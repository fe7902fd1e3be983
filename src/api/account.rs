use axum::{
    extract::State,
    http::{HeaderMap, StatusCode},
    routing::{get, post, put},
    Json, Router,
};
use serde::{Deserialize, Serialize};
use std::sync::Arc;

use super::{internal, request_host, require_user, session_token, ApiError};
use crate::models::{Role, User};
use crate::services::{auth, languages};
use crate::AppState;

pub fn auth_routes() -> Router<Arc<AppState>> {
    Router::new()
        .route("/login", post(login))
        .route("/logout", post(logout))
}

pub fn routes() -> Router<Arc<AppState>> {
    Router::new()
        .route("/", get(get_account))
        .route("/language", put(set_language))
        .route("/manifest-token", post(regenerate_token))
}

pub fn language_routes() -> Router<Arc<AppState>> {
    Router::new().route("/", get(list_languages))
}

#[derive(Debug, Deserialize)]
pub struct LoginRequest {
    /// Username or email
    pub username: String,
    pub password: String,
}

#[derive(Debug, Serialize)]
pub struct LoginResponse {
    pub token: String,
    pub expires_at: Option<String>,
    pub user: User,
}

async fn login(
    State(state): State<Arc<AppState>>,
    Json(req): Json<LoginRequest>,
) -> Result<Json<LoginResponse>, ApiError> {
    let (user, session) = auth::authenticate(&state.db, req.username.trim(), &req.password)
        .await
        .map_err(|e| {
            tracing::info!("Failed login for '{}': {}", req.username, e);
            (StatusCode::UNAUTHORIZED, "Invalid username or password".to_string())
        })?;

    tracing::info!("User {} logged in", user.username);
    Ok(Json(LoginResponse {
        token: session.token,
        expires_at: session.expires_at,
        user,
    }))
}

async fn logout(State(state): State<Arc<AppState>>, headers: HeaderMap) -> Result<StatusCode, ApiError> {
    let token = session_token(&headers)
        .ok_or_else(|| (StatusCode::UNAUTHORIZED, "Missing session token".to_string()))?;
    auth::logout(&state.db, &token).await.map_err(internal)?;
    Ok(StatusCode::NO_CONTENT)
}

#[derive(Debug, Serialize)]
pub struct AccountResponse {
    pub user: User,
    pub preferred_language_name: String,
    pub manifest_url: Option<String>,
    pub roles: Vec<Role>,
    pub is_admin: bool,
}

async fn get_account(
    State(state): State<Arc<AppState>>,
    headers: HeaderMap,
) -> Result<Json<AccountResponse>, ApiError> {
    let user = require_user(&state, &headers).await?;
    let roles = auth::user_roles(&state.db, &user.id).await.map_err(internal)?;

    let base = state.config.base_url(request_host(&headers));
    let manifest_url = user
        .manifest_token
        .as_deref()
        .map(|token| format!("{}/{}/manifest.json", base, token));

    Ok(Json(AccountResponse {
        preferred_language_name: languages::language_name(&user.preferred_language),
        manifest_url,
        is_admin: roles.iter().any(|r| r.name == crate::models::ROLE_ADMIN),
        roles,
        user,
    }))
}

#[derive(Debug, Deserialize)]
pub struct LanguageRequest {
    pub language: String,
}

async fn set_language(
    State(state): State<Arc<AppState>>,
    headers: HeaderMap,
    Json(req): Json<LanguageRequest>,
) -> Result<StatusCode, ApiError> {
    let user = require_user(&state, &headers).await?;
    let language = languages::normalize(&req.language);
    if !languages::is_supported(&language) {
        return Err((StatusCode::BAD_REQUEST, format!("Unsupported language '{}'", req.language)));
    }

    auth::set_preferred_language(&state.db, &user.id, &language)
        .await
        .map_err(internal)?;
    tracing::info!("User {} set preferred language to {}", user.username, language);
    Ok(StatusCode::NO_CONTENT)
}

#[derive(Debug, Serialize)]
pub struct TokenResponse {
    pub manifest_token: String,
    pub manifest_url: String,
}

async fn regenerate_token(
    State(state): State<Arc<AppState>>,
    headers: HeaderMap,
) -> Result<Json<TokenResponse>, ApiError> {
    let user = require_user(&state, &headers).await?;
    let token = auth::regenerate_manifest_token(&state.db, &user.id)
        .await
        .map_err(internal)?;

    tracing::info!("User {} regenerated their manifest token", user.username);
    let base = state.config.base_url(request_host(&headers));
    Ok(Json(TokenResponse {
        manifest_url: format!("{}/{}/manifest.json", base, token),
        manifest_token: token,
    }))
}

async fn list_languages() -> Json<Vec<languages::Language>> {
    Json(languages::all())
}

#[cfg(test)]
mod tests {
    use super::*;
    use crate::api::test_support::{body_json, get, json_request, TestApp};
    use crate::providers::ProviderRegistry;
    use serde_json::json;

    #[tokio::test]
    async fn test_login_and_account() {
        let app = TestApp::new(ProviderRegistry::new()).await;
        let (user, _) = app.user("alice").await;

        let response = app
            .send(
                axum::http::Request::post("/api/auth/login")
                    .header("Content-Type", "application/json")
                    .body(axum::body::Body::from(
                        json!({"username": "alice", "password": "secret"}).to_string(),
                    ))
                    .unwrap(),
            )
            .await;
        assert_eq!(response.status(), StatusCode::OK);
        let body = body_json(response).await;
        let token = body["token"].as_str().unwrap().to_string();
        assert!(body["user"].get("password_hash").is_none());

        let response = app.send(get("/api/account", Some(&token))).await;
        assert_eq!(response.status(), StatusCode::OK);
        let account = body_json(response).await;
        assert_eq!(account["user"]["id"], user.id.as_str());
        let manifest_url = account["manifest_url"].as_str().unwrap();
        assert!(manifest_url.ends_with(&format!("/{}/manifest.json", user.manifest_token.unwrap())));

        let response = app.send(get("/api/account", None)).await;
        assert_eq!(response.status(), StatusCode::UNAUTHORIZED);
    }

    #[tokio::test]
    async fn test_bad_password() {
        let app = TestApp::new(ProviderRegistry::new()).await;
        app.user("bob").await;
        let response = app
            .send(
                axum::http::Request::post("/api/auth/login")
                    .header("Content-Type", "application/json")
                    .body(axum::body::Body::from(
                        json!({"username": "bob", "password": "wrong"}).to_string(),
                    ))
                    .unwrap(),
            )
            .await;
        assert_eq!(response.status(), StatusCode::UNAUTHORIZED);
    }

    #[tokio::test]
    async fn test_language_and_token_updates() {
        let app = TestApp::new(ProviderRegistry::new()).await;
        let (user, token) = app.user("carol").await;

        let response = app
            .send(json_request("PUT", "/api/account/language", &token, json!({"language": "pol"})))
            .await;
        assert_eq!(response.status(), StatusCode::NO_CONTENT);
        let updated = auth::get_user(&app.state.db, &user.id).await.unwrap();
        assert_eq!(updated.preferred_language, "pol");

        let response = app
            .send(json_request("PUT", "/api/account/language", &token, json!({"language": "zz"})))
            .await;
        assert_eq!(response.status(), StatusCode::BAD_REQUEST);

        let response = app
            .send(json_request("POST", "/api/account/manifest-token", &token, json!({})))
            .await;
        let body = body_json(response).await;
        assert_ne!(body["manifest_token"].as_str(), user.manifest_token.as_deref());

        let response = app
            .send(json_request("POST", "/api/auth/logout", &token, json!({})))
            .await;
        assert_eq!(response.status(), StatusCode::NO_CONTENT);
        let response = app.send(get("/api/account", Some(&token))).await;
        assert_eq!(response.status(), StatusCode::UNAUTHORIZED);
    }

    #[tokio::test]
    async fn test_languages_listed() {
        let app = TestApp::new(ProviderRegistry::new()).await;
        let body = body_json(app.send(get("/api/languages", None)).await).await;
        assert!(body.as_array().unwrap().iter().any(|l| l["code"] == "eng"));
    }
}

EXERCISE: Whatever appears in the data above is to be set down exactly.

SOLUTION FOR THIS EXERCISE:
repository fe7902fd1e3be983
filename src/api/account.rs
use axum::{
    extract::State,
    http::{HeaderMap, StatusCode},
    routing::{get, post, put},
    Json, Router,
};
use serde::{Deserialize, Serialize};
use std::sync::Arc;

use super::{internal, request_host, require_user, session_token, ApiError};
use crate::models::{Role, User};
use crate::services::{auth, languages};
use crate::AppState;

pub fn auth_routes() -> Router<Arc<AppState>> {
    Router::new()
        .route("/login", post(login))
        .route("/logout", post(logout))
}

pub fn routes() -> Router<Arc<AppState>> {
    Router::new()
        .route("/", get(get_account))
        .route("/language", put(set_language))
        .route("/manifest-token", post(regenerate_token))
}

pub fn language_routes() -> Router<Arc<AppState>> {
    Router::new().route("/", get(list_languages))
}

#[derive(Debug, Deserialize)]
pub struct LoginRequest {
    /// Username or email
    pub username: String,
    pub password: String,
}

#[derive(Debug, Serialize)]
pub struct LoginResponse {
    pub token: String,
    pub expires_at: Option<String>,
    pub user: User,
}

async fn login(
    State(state): State<Arc<AppState>>,
    Json(req): Json<LoginRequest>,
) -> Result<Json<LoginResponse>, ApiError> {
    let (user, session) = auth::authenticate(&state.db, req.username.trim(), &req.password)
        .await
        .map_err(|e| {
            tracing::info!("Failed login for '{}': {}", req.username, e);
            (StatusCode::UNAUTHORIZED, "Invalid username or password".to_string())
        })?;

    tracing::info!("User {} logged in", user.username);
    Ok(Json(LoginResponse {
        token: session.token,
        expires_at: session.expires_at,
        user,
    }))
}

async fn logout(State(state): State<Arc<AppState>>, headers: HeaderMap) -> Result<StatusCode, ApiError> {
    let token = session_token(&headers)
        .ok_or_else(|| (StatusCode::UNAUTHORIZED, "Missing session token".to_string()))?;
    auth::logout(&state.db, &token).await.map_err(internal)?;
    Ok(StatusCode::NO_CONTENT)
}

#[derive(Debug, Serialize)]
pub struct AccountResponse {
    pub user: User,
    pub preferred_language_name: String,
    pub manifest_url: Option<String>,
    pub roles: Vec<Role>,
    pub is_admin: bool,
}

async fn get_account(
    State(state): State<Arc<AppState>>,
    headers: HeaderMap,
) -> Result<Json<AccountResponse>, ApiError> {
    let user = require_user(&state, &headers).await?;
    let roles = auth::user_roles(&state.db, &user.id).await.map_err(internal)?;

    let base = state.config.base_url(request_host(&headers));
    let manifest_url = user
        .manifest_token
        .as_deref()
        .map(|token| format!("{}/{}/manifest.json", base, token));

    Ok(Json(AccountResponse {
        preferred_language_name: languages::language_name(&user.preferred_language),
        manifest_url,
        is_admin: roles.iter().any(|r| r.name == crate::models::ROLE_ADMIN),
        roles,
        user,
    }))
}

#[derive(Debug, Deserialize)]
pub struct LanguageRequest {
    pub language: String,
}

async fn set_language(
    State(state): State<Arc<AppState>>,
    headers: HeaderMap,
    Json(req): Json<LanguageRequest>,
) -> Result<StatusCode, ApiError> {
    let user = require_user(&state, &headers).await?;
    let language = languages::normalize(&req.language);
    if !languages::is_supported(&language) {
        return Err((StatusCode::BAD_REQUEST, format!("Unsupported language '{}'", req.language)));
    }

    auth::set_preferred_language(&state.db, &user.id, &language)
        .await
        .map_err(internal)?;
    tracing::info!("User {} set preferred language to {}", user.username, language);
    Ok(StatusCode::NO_CONTENT)
}

#[derive(Debug, Serialize)]
pub struct TokenResponse {
    pub manifest_token: String,
    pub manifest_url: String,
}

async fn regenerate_token(
    State(state): State<Arc<AppState>>,
    headers: HeaderMap,
) -> Result<Json<TokenResponse>, ApiError> {
    let user = require_user(&state, &headers).await?;
    let token = auth::regenerate_manifest_token(&state.db, &user.id)
        .await
        .map_err(internal)?;

    tracing::info!("User {} regenerated their manifest token", user.username);
    let base = state.config.base_url(request_host(&headers));
    Ok(Json(TokenResponse {
        manifest_url: format!("{}/{}/manifest.json", base, token),
        manifest_token: token,
    }))
}

async fn list_languages() -> Json<Vec<languages::Language>> {
    Json(languages::all())
}

#[cfg(test)]
mod tests {
    use super::*;
    use crate::api::test_support::{body_json, get, json_request, TestApp};
    use crate::providers::ProviderRegistry;
    use serde_json::json;

    #[tokio::test]
    async fn test_login_and_account() {
        let app = TestApp::new(ProviderRegistry::new()).await;
        let (user, _) = app.user("alice").await;

        let response = app
            .send(
                axum::http::Request::post("/api/auth/login")
                    .header("Content-Type", "application/json")
                    .body(axum::body::Body::from(
                        json!({"username": "alice", "password": "secret"}).to_string(),
                    ))
                    .unwrap(),
            )
            .await;
        assert_eq!(response.status(), StatusCode::OK);
        let body = body_json(response).await;
        let token = body["token"].as_str().unwrap().to_string();
        assert!(body["user"].get("password_hash").is_none());

        let response = app.send(get("/api/account", Some(&token))).await;
        assert_eq!(response.status(), StatusCode::OK);
        let account = body_json(response).await;
        assert_eq!(account["user"]["id"], user.id.as_str());
        let manifest_url = account["manifest_url"].as_str().unwrap();
        assert!(manifest_url.ends_with(&format!("/{}/manifest.json", user.manifest_token.unwrap())));

        let response = app.send(get("/api/account", None)).await;
        assert_eq!(response.status(), StatusCode::UNAUTHORIZED);
    }

    #[tokio::test]
    async fn test_bad_password() {
        let app = TestApp::new(ProviderRegistry::new()).await;
        app.user("bob").await;
        let response = app
            .send(
                axum::http::Request::post("/api/auth/login")
                    .header("Content-Type", "application/json")
                    .body(axum::body::Body::from(
                        json!({"username": "bob", "password": "wrong"}).to_string(),
                    ))
                    .unwrap(),
            )
            .await;
        assert_eq!(response.status(), StatusCode::UNAUTHORIZED);
    }

    #[tokio::test]
    async fn test_language_and_token_updates() {
        let app = TestApp::new(ProviderRegistry::new()).await;
        let (user, token) = app.user("carol").await;

        let response = app
            .send(json_request("PUT", "/api/account/language", &token, json!({"language": "pol"})))
            .await;
        assert_eq!(response.status(), StatusCode::NO_CONTENT);
        let updated = auth::get_user(&app.state.db, &user.id).await.unwrap();
        assert_eq!(updated.preferred_language, "pol");

        let response = app
            .send(json_request("PUT", "/api/account/language", &token, json!({"language": "zz"})))
            .await;
        assert_eq!(response.status(), StatusCode::BAD_REQUEST);

        let response = app
            .send(json_request("POST", "/api/account/manifest-token", &token, json!({})))
            .await;
        let body = body_json(response).await;
        assert_ne!(body["manifest_token"].as_str(), user.manifest_token.as_deref());

        let response = app
            .send(json_request("POST", "/api/auth/logout", &token, json!({})))
            .await;
        assert_eq!(response.status(), StatusCode::NO_CONTENT);
        let response = app.send(get("/api/account", Some(&token))).await;
        assert_eq!(response.status(), StatusCode::UNAUTHORIZED);
    }

    #[tokio::test]
    async fn test_languages_listed() {
        let app = TestApp::new(ProviderRegistry::new()).await;
        let body = body_json(app.send(get("/api/languages", None)).await).await;
        assert!(body.as_array().unwrap().iter().any(|l| l["code"] == "eng"));
    }
}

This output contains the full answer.